The Irony Of Life! The most difficult time to be in a relationship as a guy is in your early twenties.
The period when you are stuck in a limbo, trying to figure out yourself and who you want to be.
At this age, you find it a herculean task asking money from your parents, considering your dad will always remind you of how he was self sufficient at your age.
So you are always left with anything that comes from them willingly.
To compound your “woes”. You have a girlfriend whom you love so much, you are 24 and she is 23.
And guys being wired to want to take control, you are frustrated at your inability to take care of her like you want to.
I mean where is the money??
- You are still jobless, still hustling, still finding your feet.
- Still putting hands into many things hoping God smiles on you.
- All of a sudden, she starts acting out and showing attitude.
- You call, and she takes forever to pick or return your calls.
- When she finally does pick, the call is like an interview session with those annoying and frustrating one word replies.
Yes, no, fine, okay, nothing.
Then finally she ends the call with a flimsy excuse like ” wait let me close the fridge”, i will call you back. And the call never comes back.
Then one day she calls you and askes you “where is this relationship heading to?.
You don’t even know where your own life is heading to, not to talk of a relationship.
Then she drops the bombshell. Tells you that she met a guy who wants to marry her.

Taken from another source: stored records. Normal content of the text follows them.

use crate::{
    model::{BasicProperties, Consumer},
    protocol::{Command, Frame, Response, SubscribeReturns},
    vhost::VirtualHost,
    RelaymqError, Result,
};
use bytes::Bytes;
use dashmap::DashMap;
use std::sync::Arc;
use tokio::sync::mpsc::UnboundedSender;
use tracing::{debug, error, info, warn};

/// Outbound frame queue of each open channel, keyed by channel id
type Sessions = Arc<DashMap<String, UnboundedSender<Frame>>>;

/// Applies decoded commands to the virtual host.
///
/// Handler calls block on disk and metadata I/O; the server runs them on the blocking
/// thread pool.
pub struct MessageHandler {
    vhost: Arc<VirtualHost>,
    sessions: Sessions,
}

impl MessageHandler {
    pub fn new(vhost: Arc<VirtualHost>) -> Self {
        Self {
            vhost,
            sessions: Arc::new(DashMap::new()),
        }
    }

    pub fn vhost(&self) -> &Arc<VirtualHost> {
        &self.vhost
    }

    pub fn session_count(&self) -> usize {
        self.sessions.len()
    }

    /// Executes `command` and builds its reply. Any failure becomes `ok = false`.
    ///
    /// `outbound` is the sending connection's frame queue; channels created by this
    /// command push their deliveries through it.
    pub fn handle(&self, command: Command, outbound: &UnboundedSender<Frame>) -> Response {
        let ok = match self.execute(&command, outbound) {
            Ok(ok) => {
                if !ok {
                    debug!(
                        "{:?} rejected for channel {}",
                        command.frame_type(),
                        command.header().channel_id
                    );
                }
                ok
            }
            Err(e) => {
                error!(
                    "{:?} failed for channel {}: {}",
                    command.frame_type(),
                    command.header().channel_id,
                    e
                );
                false
            }
        };
        Response::for_command(&command, ok)
    }

    fn execute(&self, command: &Command, outbound: &UnboundedSender<Frame>) -> Result<bool> {
        let vhost = &self.vhost;
        match command {
            Command::ChannelCreate(header) => {
                if self
                    .sessions
                    .insert(header.channel_id.clone(), outbound.clone())
                    .is_some()
                {
                    warn!("Channel {} re-created, replacing its session", header.channel_id);
                }
                debug!("Channel {} opened", header.channel_id);
                Ok(true)
            }
            Command::ChannelClose(header) => Ok(self.close_channel(&header.channel_id)),
            Command::ExchangeDeclare(args) => vhost.exchange_declare(
                &args.exchange_name,
                args.exchange_type,
                args.durable,
                args.auto_delete,
                args.arguments.clone(),
            ),
            Command::ExchangeDelete(args) => vhost.exchange_delete(&args.exchange_name),
            Command::QueueDeclare(args) => vhost.queue_declare(
                &args.queue_name,
                args.durable,
                args.exclusive,
                args.auto_delete,
                args.arguments.clone(),
            ),
            Command::QueueDelete(args) => vhost.queue_delete(&args.queue_name),
            Command::QueueBind(args) => {
                vhost.queue_bind(&args.queue_name, &args.exchange_name, &args.binding_key)
            }
            Command::QueueUnbind(args) => vhost.queue_unbind(&args.queue_name, &args.exchange_name),
            Command::BasicPublish(args) => vhost.basic_publish(
                &args.exchange_name,
                &args.routing_key,
                args.properties.clone(),
                args.body.clone(),
            ),
            Command::BasicConsume(args) => vhost.basic_consume(
                &args.consumer_tag,
                &args.queue_name,
                args.auto_ack,
                self.push_consumer(),
            ),
            Command::BasicAck(args) => vhost.basic_ack(&args.queue_name, &args.message_id),
        }
    }

    /// Delivery callback that pushes a `0xc` frame to the channel named by the consumer tag
    fn push_consumer(&self) -> Arc<dyn Consumer> {
        let sessions = Arc::clone(&self.sessions);
        Arc::new(
            move |consumer_tag: &str, properties: &BasicProperties, body: &[u8]| -> Result<()> {
                let outbound = sessions
                    .get(consumer_tag)
                    .map(|entry| entry.value().clone())
                    .ok_or_else(|| {
                        RelaymqError::Protocol(format!("no open channel {}", consumer_tag))
                    })?;

                let push = Response::Subscribe(SubscribeReturns {
                    rid: String::new(),
                    channel_id: consumer_tag.to_string(),
                    ok: true,
                    consumer_tag: consumer_tag.to_string(),
                    properties: properties.clone(),
                    body: Bytes::copy_from_slice(body),
                });
                outbound.send(push.encode()?).map_err(|_| {
                    RelaymqError::Protocol(format!("channel {} is closed", consumer_tag))
                })
            },
        )
    }

    /// Drops the channel's session and its consumers; false when it was not open
    pub fn close_channel(&self, channel_id: &str) -> bool {
        let existed = self.sessions.remove(channel_id).is_some();
        let cancelled = self.vhost.cancel_consumer_tag(channel_id);
        if existed {
            debug!(
                "Channel {} closed, {} consumer(s) cancelled",
                channel_id, cancelled
            );
        }
        existed
    }

    /// Cleans up every channel a disconnected client left open
    pub fn close_connection(&self, channel_ids: &[String]) {
        for channel_id in channel_ids {
            self.close_channel(channel_id);
        }
        if !channel_ids.is_empty() {
            info!("Connection closed, released {} channel(s)", channel_ids.len());
        }
    }
}
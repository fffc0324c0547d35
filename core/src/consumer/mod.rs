//! # RelayMQ Consumer Coordination
//!
//! Delivers queued messages to subscribed consumers.
//!
//! ## Overview
//!
//! Every enqueue pushes the queue's name onto a token channel. A dedicated dispatcher
//! thread takes tokens one at a time and, for the named queue, picks the next consumer
//! in round-robin order together with the oldest backlog message. The pair is handed to
//! a [`WorkerPool`](pool::WorkerPool), where the delivery task:
//!
//! 1. moves the message into the queue's unacknowledged set,
//! 2. invokes the consumer callback with `(consumer_tag, properties, body)`,
//! 3. acknowledges the message itself when the consumer uses auto-ack.
//!
//! Tokens may outnumber messages; a token that finds no consumer or no message is a
//! no-op. A callback error is logged and the message stays unacknowledged.
//!
//! Adding a consumer to a queue with a backlog dispatches up to the backlog size
//! immediately instead of waiting for the next publish.

pub mod pool;


use crate::model::{ConsumerEnv, Message};
use crate::vhost::HostState;
use crate::{RelaymqError, Result};
use crossbeam::channel;
use pool::WorkerPool;
use std::sync::Arc;
use std::thread;
use tracing::{debug, error, trace, warn};

pub struct ConsumerManager {
    state: Arc<HostState>,
    token_tx: channel::Sender<String>,
    pool: Arc<WorkerPool>,
}

impl ConsumerManager {
    /// Starts the dispatcher thread and a delivery pool of `worker_threads` workers
    pub(crate) fn new(state: Arc<HostState>, worker_threads: usize) -> Result<Self> {
        let pool = Arc::new(WorkerPool::new(worker_threads, "relaymq-delivery")?);
        let (token_tx, token_rx) = channel::unbounded::<String>();

        let dispatcher_state = Arc::clone(&state);
        let dispatcher_pool = Arc::clone(&pool);
        thread::Builder::new()
            .name("relaymq-dispatcher".to_string())
            .spawn(move || {
                while let Ok(queue_name) = token_rx.recv() {
                    if let Err(e) = dispatch(&dispatcher_state, &dispatcher_pool, &queue_name) {
                        error!("Dispatch for queue {} failed: {}", queue_name, e);
                    }
                }
                debug!("Dispatcher stopped");
            })?;

        Ok(Self {
            state,
            token_tx,
            pool,
        })
    }

    /// Signals that `queue_name` may have a message to deliver
    pub fn notify(&self, queue_name: &str) -> Result<()> {
        self.token_tx
            .send(queue_name.to_string())
            .map_err(|_| RelaymqError::Shutdown("dispatcher is not running".to_string()))
    }

    /// Registers the consumer and drains whatever backlog the queue already holds
    pub fn add_consumer(&self, consumer: ConsumerEnv) -> Result<()> {
        let queue_name = consumer.queue_name.clone();
        let queue = self
            .state
            .index
            .get_queue(&queue_name)
            .ok_or_else(|| RelaymqError::QueueNotFound(queue_name.clone()))?;

        queue.add_consumer(consumer);
        let pending = self.state.index.backlog_len(&queue_name);
        for _ in 0..pending {
            if !dispatch(&self.state, &self.pool, &queue_name)? {
                break;
            }
        }
        Ok(())
    }

    /// Removes the consumer tag from the queue's rotation, returning how many entries went
    pub fn remove_consumer(&self, queue_name: &str, consumer_tag: &str) -> usize {
        self.state
            .index
            .get_queue(queue_name)
            .map(|queue| queue.remove_consumer(consumer_tag))
            .unwrap_or(0)
    }
}

/// One dispatch step for `queue_name`; returns whether a delivery was submitted
fn dispatch(state: &Arc<HostState>, pool: &WorkerPool, queue_name: &str) -> Result<bool> {
    let Some(queue) = state.index.get_queue(queue_name) else {
        debug!("Token for queue {} which no longer exists", queue_name);
        return Ok(false);
    };

    let Some((consumer, message)) =
        queue.next_consumer_with(|| state.index.poll_message(queue_name))
    else {
        trace!("Nothing to dispatch for queue {}", queue_name);
        return Ok(false);
    };

    let task_state = Arc::clone(state);
    let message_id = message.id().to_string();
    if let Err(e) = pool.execute(move || deliver(&task_state, &consumer, message)) {
        warn!(
            "Message {} of queue {} was taken off the backlog but could not be delivered",
            message_id, queue_name
        );
        return Err(e);
    }
    Ok(true)
}

fn deliver(state: &HostState, consumer: &ConsumerEnv, message: Arc<Message>) {
    let queue_name = consumer.queue_name.as_str();
    state.index.add_unacked(queue_name, Arc::clone(&message));

    match consumer.consumer.handle_delivery(
        &consumer.consumer_tag,
        &message.properties,
        &message.body,
    ) {
        Ok(()) => {
            state.metrics.record_delivery();
            debug!(
                "Delivered message {} of queue {} to {}",
                message.id(),
                queue_name,
                consumer.consumer_tag
            );
            if consumer.auto_ack {
                match state.acknowledge(queue_name, message.id()) {
                    Ok(true) => {}
                    Ok(false) => warn!(
                        "Auto-ack found message {} of queue {} already gone",
                        message.id(),
                        queue_name
                    ),
                    Err(e) => error!(
                        "Auto-ack of message {} in queue {} failed: {}",
                        message.id(),
                        queue_name,
                        e
                    ),
                }
            }
        }
        Err(e) => {
            state.metrics.record_delivery_failure();
            error!(
                "Consumer {} failed on message {} of queue {}, left unacknowledged: {}",
                consumer.consumer_tag,
                message.id(),
                queue_name,
                e
            );
        }
    }
}
//! Key grammar validation and exchange routing decisions.
//!
//! Keys are `.`-separated segments of ASCII letters, digits and `_`. The empty key is
//! accepted. Binding keys may additionally use whole-segment `*` (exactly one segment)
//! and `#` (zero or more segments).

use crate::model::{Binding, ExchangeType, Message};
use crate::{RelaymqError, Result};

fn is_word(segment: &str) -> bool {
    !segment.is_empty()
        && segment
            .bytes()
            .all(|b| b.is_ascii_alphanumeric() || b == b'_')
}

fn check_key(key: &str, allow_wildcards: bool) -> bool {
    if key.is_empty() {
        return true;
    }
    // split() yields an empty segment for a leading/trailing `.` or for `..`
    key.split('.').all(|segment| {
        is_word(segment) || (allow_wildcards && (segment == "*" || segment == "#"))
    })
}

pub fn check_binding_key(key: &str) -> bool {
    check_key(key, true)
}

pub fn check_routing_key(key: &str) -> bool {
    check_key(key, false)
}

/// Decides whether `message` should follow `binding` on an exchange of the given type.
///
/// DIRECT exchanges never reach the router; asking for one is an error.
pub fn route(exchange_type: ExchangeType, binding: &Binding, message: &Message) -> Result<bool> {
    match exchange_type {
        ExchangeType::Fanout => Ok(true),
        ExchangeType::Topic => Ok(topic_matches(&binding.binding_key, message.routing_key())),
        ExchangeType::Direct => Err(RelaymqError::InvalidRoute(format!(
            "direct exchange routes by queue name, binding {} -> {}",
            binding.exchange_name, binding.queue_name
        ))),
    }
}

fn tokens(key: &str) -> Vec<&str> {
    if key.is_empty() {
        Vec::new()
    } else {
        key.split('.').collect()
    }
}

/// Segment-wise wildcard match of `routing_key` against `binding_key`.
///
/// `dp[i][j]` holds whether the first `i` routing tokens match the first `j` binding
/// tokens.
pub fn topic_matches(binding_key: &str, routing_key: &str) -> bool {
    let routing = tokens(routing_key);
    let binding = tokens(binding_key);
    let (m, n) = (routing.len(), binding.len());

    let mut dp = vec![vec![false; n + 1]; m + 1];
    dp[0][0] = true;
    for j in 1..=n {
        if binding[j - 1] != "#" {
            break;
        }
        dp[0][j] = true;
    }

    for i in 1..=m {
        for j in 1..=n {
            dp[i][j] = match binding[j - 1] {
                "#" => dp[i - 1][j] || dp[i][j - 1],
                "*" => dp[i - 1][j - 1],
                literal => dp[i - 1][j - 1] && literal == routing[i - 1],
            };
        }
    }

    dp[m][n]
}

#[cfg(test)]
mod tests {
    use super::*;
    use proptest::prelude::*;

    fn binding(key: &str) -> Binding {
        Binding {
            exchange_name: "ex".to_string(),
            queue_name: "q".to_string(),
            binding_key: key.to_string(),
        }
    }

    #[test]
    fn test_routing_key_grammar() {
        assert!(check_routing_key(""));
        assert!(check_routing_key("aaa"));
        assert!(check_routing_key("aaa.bbb_1.CCC"));
        assert!(!check_routing_key(".aaa"));
        assert!(!check_routing_key("aaa."));
        assert!(!check_routing_key("aaa..bbb"));
        assert!(!check_routing_key("aaa.*"));
        assert!(!check_routing_key("aaa.#"));
        assert!(!check_routing_key("a-b"));
    }

    #[test]
    fn test_binding_key_grammar() {
        assert!(check_binding_key(""));
        assert!(check_binding_key("aaa.*.bbb"));
        assert!(check_binding_key("#"));
        assert!(check_binding_key("#.aaa.#"));
        assert!(!check_binding_key("foo*"));
        assert!(!check_binding_key("aaa.#b"));
        assert!(!check_binding_key("aaa..*"));
        assert!(!check_binding_key("*."));
    }

    #[test]
    fn test_topic_matching() {
        assert!(topic_matches("aaa.*.bbb", "aaa.ccc.bbb"));
        assert!(!topic_matches("aaa.*.bbb", "aaa.bbb"));
        assert!(!topic_matches("aaa.*.bbb", "aaa.ccc.ddd.bbb"));

        assert!(topic_matches("aaa.#", "aaa"));
        assert!(topic_matches("aaa.#", "aaa.b"));
        assert!(topic_matches("aaa.#", "aaa.b.c"));
        assert!(!topic_matches("aaa.#", "bbb.aaa"));

        assert!(topic_matches("#", ""));
        assert!(topic_matches("#", "a.b.c"));
        assert!(topic_matches("#.c", "a.b.c"));
        assert!(topic_matches("a.#.c", "a.c"));
        assert!(topic_matches("a.#.c", "a.x.y.c"));

        assert!(topic_matches("aaa", "aaa"));
        assert!(!topic_matches("aaa", "aab"));
        assert!(topic_matches("", ""));
        assert!(!topic_matches("*", ""));
    }

    #[test]
    fn test_route_by_exchange_type() {
        let message = Message::new("order.eu.created", None, "x");
        assert!(route(ExchangeType::Fanout, &binding("nothing.alike"), &message).unwrap());
        assert!(route(ExchangeType::Topic, &binding("order.*.created"), &message).unwrap());
        assert!(!route(ExchangeType::Topic, &binding("order.*"), &message).unwrap());
        assert!(matches!(
            route(ExchangeType::Direct, &binding("q"), &message),
            Err(RelaymqError::InvalidRoute(_))
        ));
    }

    proptest! {
        #[test]
        fn prop_valid_keys_have_no_empty_or_partial_wildcard_segments(
            key in "[a-z_*#.]{0,16}"
        ) {
            if check_binding_key(&key) && !key.is_empty() {
                for segment in key.split('.') {
                    prop_assert!(!segment.is_empty());
                    if segment.contains('*') || segment.contains('#') {
                        prop_assert!(segment == "*" || segment == "#");
                    }
                }
            }
            if check_routing_key(&key) {
                prop_assert!(!key.contains('*') && !key.contains('#'));
            }
        }

        #[test]
        fn prop_hash_matches_any_routing_key(
            segments in proptest::collection::vec("[a-z0-9_]{1,6}", 0..6)
        ) {
            let key = segments.join(".");
            prop_assert!(check_routing_key(&key));
            prop_assert!(topic_matches("#", &key));
            prop_assert!(topic_matches(&key, &key));
        }
    }
}
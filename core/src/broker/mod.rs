//! # RelayMQ Broker Module
//!
//! TCP front end of the broker.
//!
//! - [`server`] - accept loop, per-connection framing and graceful shutdown
//! - [`handler`] - applies decoded [`Command`](crate::protocol::Command)s to the virtual
//!   host and pushes deliveries back to consumer channels
//!
//! Each connection reads one frame at a time, runs the command on the blocking pool and
//! queues the reply on the connection's writer task. A consumer's tag is the channel id
//! it was created on, so deliveries find their way back through the same writer.
//!
//! ## Usage Example
//!
//! ```rust,no_run
//! use relaymq::{BrokerConfig, BrokerServer};
//!
//! #[tokio::main]
//! async fn main() -> relaymq::Result<()> {
//!     let config = BrokerConfig {
//!         port: 9090,
//!         data_dir: "./data".to_string(),
//!         ..Default::default()
//!     };
//!
//!     let server = BrokerServer::bind(config).await?;
//!     server.run().await
//! }
//! ```

pub mod handler;
pub mod server;

pub use handler::*;
pub use server::*;
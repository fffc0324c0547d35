use crate::protocol::{Command, Frame, FrameCodec};
use crate::{
    broker::MessageHandler, config::BrokerConfig, metrics::BrokerMetrics, vhost::VirtualHost,
    RelaymqError, Result,
};
use futures::{SinkExt, StreamExt};
use std::net::SocketAddr;
use std::sync::Arc;
use std::time::Duration;
use tokio::net::{TcpListener, TcpStream};
use tokio::sync::{broadcast, mpsc};
use tokio::task::JoinError;
use tokio_util::codec::Framed;
use tracing::{debug, error, info, warn};

const WRITER_DRAIN: Duration = Duration::from_secs(1);

pub struct BrokerServer {
    config: BrokerConfig,
    handler: Arc<MessageHandler>,
    metrics: Arc<BrokerMetrics>,
    listener: TcpListener,
    // Graceful shutdown coordination
    shutdown_tx: broadcast::Sender<()>,
}

impl BrokerServer {
    /// Opens the virtual host (running recovery) and binds the listener
    pub async fn bind(config: BrokerConfig) -> Result<Self> {
        config.validate().map_err(RelaymqError::Config)?;
        let metrics = Arc::new(BrokerMetrics::new());

        let vhost_config = config.clone();
        let vhost_metrics = Arc::clone(&metrics);
        let vhost = tokio::task::spawn_blocking(move || {
            VirtualHost::open_with_metrics(&vhost_config, vhost_metrics)
        })
        .await
        .map_err(join_error)??;

        let listener = TcpListener::bind(config.bind_address()).await?;
        let (shutdown_tx, _) = broadcast::channel(16);

        Ok(Self {
            config,
            handler: Arc::new(MessageHandler::new(Arc::new(vhost))),
            metrics,
            listener,
            shutdown_tx,
        })
    }

    pub fn local_addr(&self) -> Result<SocketAddr> {
        Ok(self.listener.local_addr()?)
    }

    pub fn handler(&self) -> Arc<MessageHandler> {
        Arc::clone(&self.handler)
    }

    pub fn metrics(&self) -> Arc<BrokerMetrics> {
        Arc::clone(&self.metrics)
    }

    /// Initiate graceful shutdown of the server
    pub fn shutdown(&self) {
        info!("Initiating graceful shutdown...");
        let _ = self.shutdown_tx.send(());
    }

    /// Accepts connections until shutdown is signalled
    pub async fn run(&self) -> Result<()> {
        info!(
            "RelayMQ broker listening on {} (virtual host {})",
            self.local_addr()?,
            self.handler.vhost().name()
        );

        if self.config.metrics_report_interval_secs > 0 {
            let period = Duration::from_secs(self.config.metrics_report_interval_secs);
            let metrics = Arc::clone(&self.metrics);
            let mut metrics_shutdown_rx = self.shutdown_tx.subscribe();
            tokio::spawn(async move {
                tokio::select! {
                    _ = metrics.reporting_loop(period) => {}
                    _ = metrics_shutdown_rx.recv() => {
                        debug!("Metrics reporting stopped");
                    }
                }
            });
        }

        let mut shutdown_rx = self.shutdown_tx.subscribe();
        loop {
            tokio::select! {
                accept_result = self.listener.accept() => {
                    match accept_result {
                        Ok((stream, peer_addr)) => {
                            if let Err(e) = Self::optimize_client_socket(&stream) {
                                warn!("Failed to optimize client socket {}: {}", peer_addr, e);
                            }

                            self.metrics.connection_opened();
                            info!(
                                "New client connected: {} (active: {})",
                                peer_addr,
                                self.metrics.active_connections()
                            );

                            let handler = Arc::clone(&self.handler);
                            let metrics = Arc::clone(&self.metrics);
                            let max_frame_size = self.config.max_frame_size;
                            let client_shutdown_rx = self.shutdown_tx.subscribe();
                            tokio::spawn(async move {
                                if let Err(e) = Self::handle_client(
                                    stream,
                                    handler,
                                    max_frame_size,
                                    client_shutdown_rx,
                                )
                                .await
                                {
                                    error!("Error handling client {}: {}", peer_addr, e);
                                } else {
                                    info!("Client {} disconnected", peer_addr);
                                }
                                metrics.connection_closed();
                            });
                        }
                        Err(e) => {
                            error!("Failed to accept connection: {}", e);
                        }
                    }
                }
                _ = shutdown_rx.recv() => {
                    info!("Received shutdown signal, stopping server gracefully...");
                    break;
                }
            }
        }

        info!("Server shutdown complete");
        Ok(())
    }

    fn optimize_client_socket(stream: &TcpStream) -> Result<()> {
        use socket2::SockRef;

        let socket_ref = SockRef::from(stream);
        socket_ref.set_nodelay(true)?;
        socket_ref.set_keepalive(true)?;
        Ok(())
    }

    /// Reads commands in order and answers each before reading the next.
    ///
    /// Replies and consumer pushes share one writer task, so a push for this connection
    /// may arrive between a request and its reply.
    async fn handle_client(
        stream: TcpStream,
        handler: Arc<MessageHandler>,
        max_frame_size: usize,
        mut shutdown_rx: broadcast::Receiver<()>,
    ) -> Result<()> {
        let (mut sink, mut frames) = Framed::new(stream, FrameCodec::new(max_frame_size)).split();
        let (out_tx, mut out_rx) = mpsc::unbounded_channel::<Frame>();

        let mut writer = tokio::spawn(async move {
            while let Some(frame) = out_rx.recv().await {
                if let Err(e) = sink.send(frame).await {
                    warn!("Failed to send frame: {}", e);
                    break;
                }
            }
        });

        let mut channels: Vec<String> = Vec::new();
        let result = loop {
            let next = tokio::select! {
                next = frames.next() => next,
                _ = shutdown_rx.recv() => break Ok(()),
            };
            let frame = match next {
                Some(Ok(frame)) => frame,
                Some(Err(e)) => break Err(e),
                None => break Ok(()),
            };
            let command = match Command::decode(&frame) {
                Ok(command) => command,
                Err(e) => break Err(e),
            };

            match &command {
                Command::ChannelCreate(header) => channels.push(header.channel_id.clone()),
                Command::ChannelClose(header) => channels.retain(|c| c != &header.channel_id),
                _ => {}
            }

            let request_handler = Arc::clone(&handler);
            let outbound = out_tx.clone();
            let response = match tokio::task::spawn_blocking(move || {
                request_handler.handle(command, &outbound)
            })
            .await
            {
                Ok(response) => response,
                Err(e) => break Err(join_error(e)),
            };

            match response.encode() {
                Ok(frame) => {
                    if out_tx.send(frame).is_err() {
                        break Ok(());
                    }
                }
                Err(e) => break Err(e),
            }
        };

        let cleanup_handler = Arc::clone(&handler);
        if let Err(e) =
            tokio::task::spawn_blocking(move || cleanup_handler.close_connection(&channels)).await
        {
            error!("Channel cleanup failed: {}", e);
        }
        drop(out_tx);
        // Let queued replies flush; a sender still held by an in-flight delivery is not awaited
        if tokio::time::timeout(WRITER_DRAIN, &mut writer).await.is_err() {
            writer.abort();
        }
        result
    }
}

fn join_error(e: JoinError) -> RelaymqError {
    RelaymqError::Storage(std::io::Error::new(std::io::ErrorKind::Other, e))
}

And how age isn’t on her side, and you are almost compelled to scream “But you are just 23”. Can’t you wait 3 more years let me make it.
You just hold yourself and play the good guy
You ask her if she loves him, she dodges the question and replies you with ” He treats me well”.
Well since she wasn’t informing you to take permission, she was simply telling you.
You have to be the cool guy and wish her well.
One week later, she gives you the traditional wedding card. And then you do the math yourself.
She was talking to the guy a long time before now.
Then you realise that for every “K” you got on WhatsApp, the guy was getting a long epistle.
You have been played.
Worse is you cant even blame her, you are just a prospect who no one knows what will become of your life in 4years time.
Would you have made it or not?
She has gone for the real deal, someone who has already made it.
In footballing terms, you are a “Anthony Martial” ( prospect) while the guy is a Messi ( has made it already).
I mean you were sending her cards of N200, and the guy was telling her to manage 10k for the weekend.
No comparison there.
And then you go through that silent heartbreak guys go through, the ones they don’t talk about.
And unceremoniously you get inducted into the special hall of fame where members are young guys whose childhood loves and friends or girlfriends they thought they would end up with left them to marry someone else.
Your heart is broken into smithereens.
In this hall of fame, you are all victims.
Victims of not having found your path in your early twenties.
At the wedding, no sight is more heartbreaking than seeing “the love of your life” say “I do” to this guy she just met 6 months ago.
To make matters worse, you get an alert from Diamond bank telling you how N13 have been deducted for bank charges. You are mad.
Your N4000, is down to N3987 rendering that N1k useless, you can only withdraw N3k now.
And that’s your home and abroad.
Can life be more unfair at this moment?
6 years later.
You are 30 now.
Congratulations, you finally made it. You are as rich as you hoped you will become.
You are one of the happening guys in town.
You go to a wedding. With your friends, the men on suit.
Those guys that just intimidate everyone in the hall.
You are seated scouting the hall, and the bridal train passes by.
Of course, bridal train and ashoebi ladies always show themselves.
That’s part of the job description.
And you spot one, she is beautiful, elegant and tall.
You walk up to her, chat her up. Exchange numbers and you leave.
She is 24, ripe for marriage.
Three months later, you are sounding marriage to her ears.
She loves how it sounds.
You are on chat with her always.
And somewhere else, a 25year old boy still finding his way is wondering why the girlfriend is becoming distant these days.
Why is he getting those one worded replies which is unlike her.
Why do there chats seem more like interview.
And fast fast, you have proposed and simultaneously she is asking the 25year old boy that question of
“Where is this relationship going to”.
And then you marry her, and somewhere a boy gets heart broken.